How many lines in the data below include the word "each"? Respond with the number, nothing more.

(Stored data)
# # #
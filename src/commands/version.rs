//! Command: print version information.

/// Version string stamped at build time, falling back to the crate version.
#[must_use]
pub fn version() -> &'static str {
    option_env!("HOMEFILES_VERSION").unwrap_or(env!("CARGO_PKG_VERSION"))
}

/// Print the homefiles version to stdout.
#[allow(clippy::print_stdout)]
pub fn run() {
    println!("homefiles {}", version());
}
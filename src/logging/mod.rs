//! Logging infrastructure for structured console and file output.

mod logger;
mod subscriber;
mod types;
mod utils;

pub use logger::Logger;
pub use subscriber::init_subscriber;
#[cfg(test)]
pub use types::RecordingLog;
pub use types::Log;
// Shared helpers for integration tests.
//
// Provides a temporary root tree with a bundle repository inside it, a
// version-control double that records what the engine asked for, and a
// silent logger, so each integration test can drive `Homefiles` against a
// real filesystem without touching git.
//
// Used by all integration test binaries that declare `mod common;`.
#![allow(dead_code)]

use std::path::{Path, PathBuf};
use std::sync::{Arc, Mutex};

use homefiles::config::Config;
use homefiles::engine::Homefiles;
use homefiles::error::Result;
use homefiles::error::GitError;
use homefiles::git::{ConfigScope, VersionControl};
use homefiles::logging::Log;
use homefiles::platform::Platform;
use homefiles::tracking::MARKER;

/// A [`Log`] that discards everything.
#[derive(Debug, Default)]
pub struct SilentLog;

impl Log for SilentLog {
    fn stage(&self, _msg: &str) {}
    fn info(&self, _msg: &str) {}
    fn debug(&self, _msg: &str) {}
    fn warn(&self, _msg: &str) {}
    fn error(&self, _msg: &str) {}
    fn dry_run(&self, _msg: &str) {}
}

/// A [`VersionControl`] that succeeds at everything and records each call
/// as a short string such as `add /tmp/x` or `commit Tracking '...'`.
#[derive(Debug, Clone, Default)]
pub struct RecordingVcs {
    calls: Arc<Mutex<Vec<String>>>,
}

impl RecordingVcs {
    /// Calls recorded so far.
    pub fn calls(&self) -> Vec<String> {
        self.calls.lock().expect("vcs calls").clone()
    }

    fn record(&self, call: String) {
        self.calls.lock().expect("vcs calls").push(call);
    }
}

impl VersionControl for RecordingVcs {
    fn add(&self, path: &Path) -> std::result::Result<(), GitError> {
        self.record(format!("add {}", path.display()));
        Ok(())
    }

    fn remove(&self, path: &Path) -> std::result::Result<(), GitError> {
        self.record(format!("remove {}", path.display()));
        Ok(())
    }

    fn commit(&self, message: &str, _all: bool) -> std::result::Result<(), GitError> {
        self.record(format!("commit {message}"));
        Ok(())
    }

    fn has_uncommitted_changes(&self) -> std::result::Result<bool, GitError> {
        Ok(false)
    }

    fn pull_origin(&self) -> std::result::Result<(), GitError> {
        self.record("pull".to_string());
        Ok(())
    }

    fn push_origin(&self) -> std::result::Result<(), GitError> {
        self.record("push".to_string());
        Ok(())
    }

    fn remote_list(&self) -> std::result::Result<String, GitError> {
        Ok("origin\n".to_string())
    }

    fn add_remote(&self, name: &str, url: &str) -> std::result::Result<(), GitError> {
        self.record(format!("remote add {name} {url}"));
        Ok(())
    }

    fn clone_repository(&self, url: &str, _into: &Path) -> std::result::Result<String, GitError> {
        self.record(format!("clone {url}"));
        Ok(homefiles::git::clone_dir_name(url))
    }

    fn init_repository(&self) -> std::result::Result<(), GitError> {
        self.record("init".to_string());
        Ok(())
    }

    fn read_config(
        &self,
        _key: &str,
        _scope: ConfigScope,
    ) -> std::result::Result<Option<String>, GitError> {
        Ok(Some("someone".to_string()))
    }

    fn write_config(
        &self,
        _key: &str,
        _value: &str,
        _scope: ConfigScope,
    ) -> std::result::Result<(), GitError> {
        Ok(())
    }
}

/// An isolated root tree backed by a [`tempfile::TempDir`], with the
/// repository at `<root>/.homefiles`.
///
/// The directory is automatically deleted when dropped.
#[derive(Debug)]
pub struct IntegrationTestContext {
    _dir: tempfile::TempDir,
    /// Root tree links are created in.
    pub root: PathBuf,
    /// Bundle repository.
    pub repo: PathBuf,
    /// Version-control double shared with every engine built here.
    pub vcs: RecordingVcs,
}

impl IntegrationTestContext {
    /// Create a new context with an empty repository.
    pub fn new() -> Self {
        let dir = tempfile::tempdir().expect("create temp dir");
        let base = dunce::canonicalize(dir.path()).expect("canonicalize temp dir");
        let root = base.join("home");
        let repo = root.join(".homefiles");
        std::fs::create_dir_all(repo.join(".git")).expect("create repo");
        Self {
            _dir: dir,
            root,
            repo,
            vcs: RecordingVcs::default(),
        }
    }

    /// Write a file into the repository at `rel`, creating parents.
    #[must_use]
    pub fn with_file(self, rel: &str, content: &str) -> Self {
        write(&self.repo.join(rel), content);
        self
    }

    /// Mark the repository directory `rel` as tracked.
    #[must_use]
    pub fn with_tracked_dir(self, rel: &str) -> Self {
        write(&self.repo.join(rel).join(MARKER), "");
        self
    }

    /// Write a file into the root tree at `rel`, creating parents.
    pub fn root_file(&self, rel: &str, content: &str) -> PathBuf {
        write(&self.root.join(rel), content)
    }

    /// Path `rel` inside the root tree.
    pub fn in_root(&self, rel: &str) -> PathBuf {
        self.root.join(rel)
    }

    /// Path `rel` inside the repository.
    pub fn in_repo(&self, rel: &str) -> PathBuf {
        self.repo.join(rel)
    }

    /// Build an engine running on Linux.
    pub fn engine(&self) -> Homefiles {
        self.engine_with(false)
    }

    /// Build an engine running on Linux, optionally in dry-run mode.
    pub fn engine_with(&self, dry_run: bool) -> Homefiles {
        let config = Config {
            root: self.root.clone(),
            repo: self.repo.clone(),
            remote_repo: ".homefiles".to_string(),
            ignore: Vec::new(),
        };
        Homefiles::new(
            &config,
            Platform::new("Linux", None),
            Box::new(self.vcs.clone()),
            Arc::new(SilentLog),
            dry_run,
        )
        .expect("build engine")
    }

    /// Link the default selection.
    pub fn link(&self) -> Result<()> {
        self.engine().link(&[])
    }
}

/// Whether `path` is a symlink pointing at `target`.
pub fn links_to(path: &Path, target: &Path) -> bool {
    std::fs::read_link(path).is_ok_and(|t| t == target)
}

/// Whether `path` is itself a symlink.
pub fn is_symlink(path: &Path) -> bool {
    path.symlink_metadata()
        .is_ok_and(|m| m.file_type().is_symlink())
}

fn write(path: &Path, content: &str) -> PathBuf {
    if let Some(parent) = path.parent() {
        std::fs::create_dir_all(parent).expect("create parent");
    }
    std::fs::write(path, content).expect("write file");
    path.to_path_buf()
}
# # #
*PROBLEM SOLUTION:*
2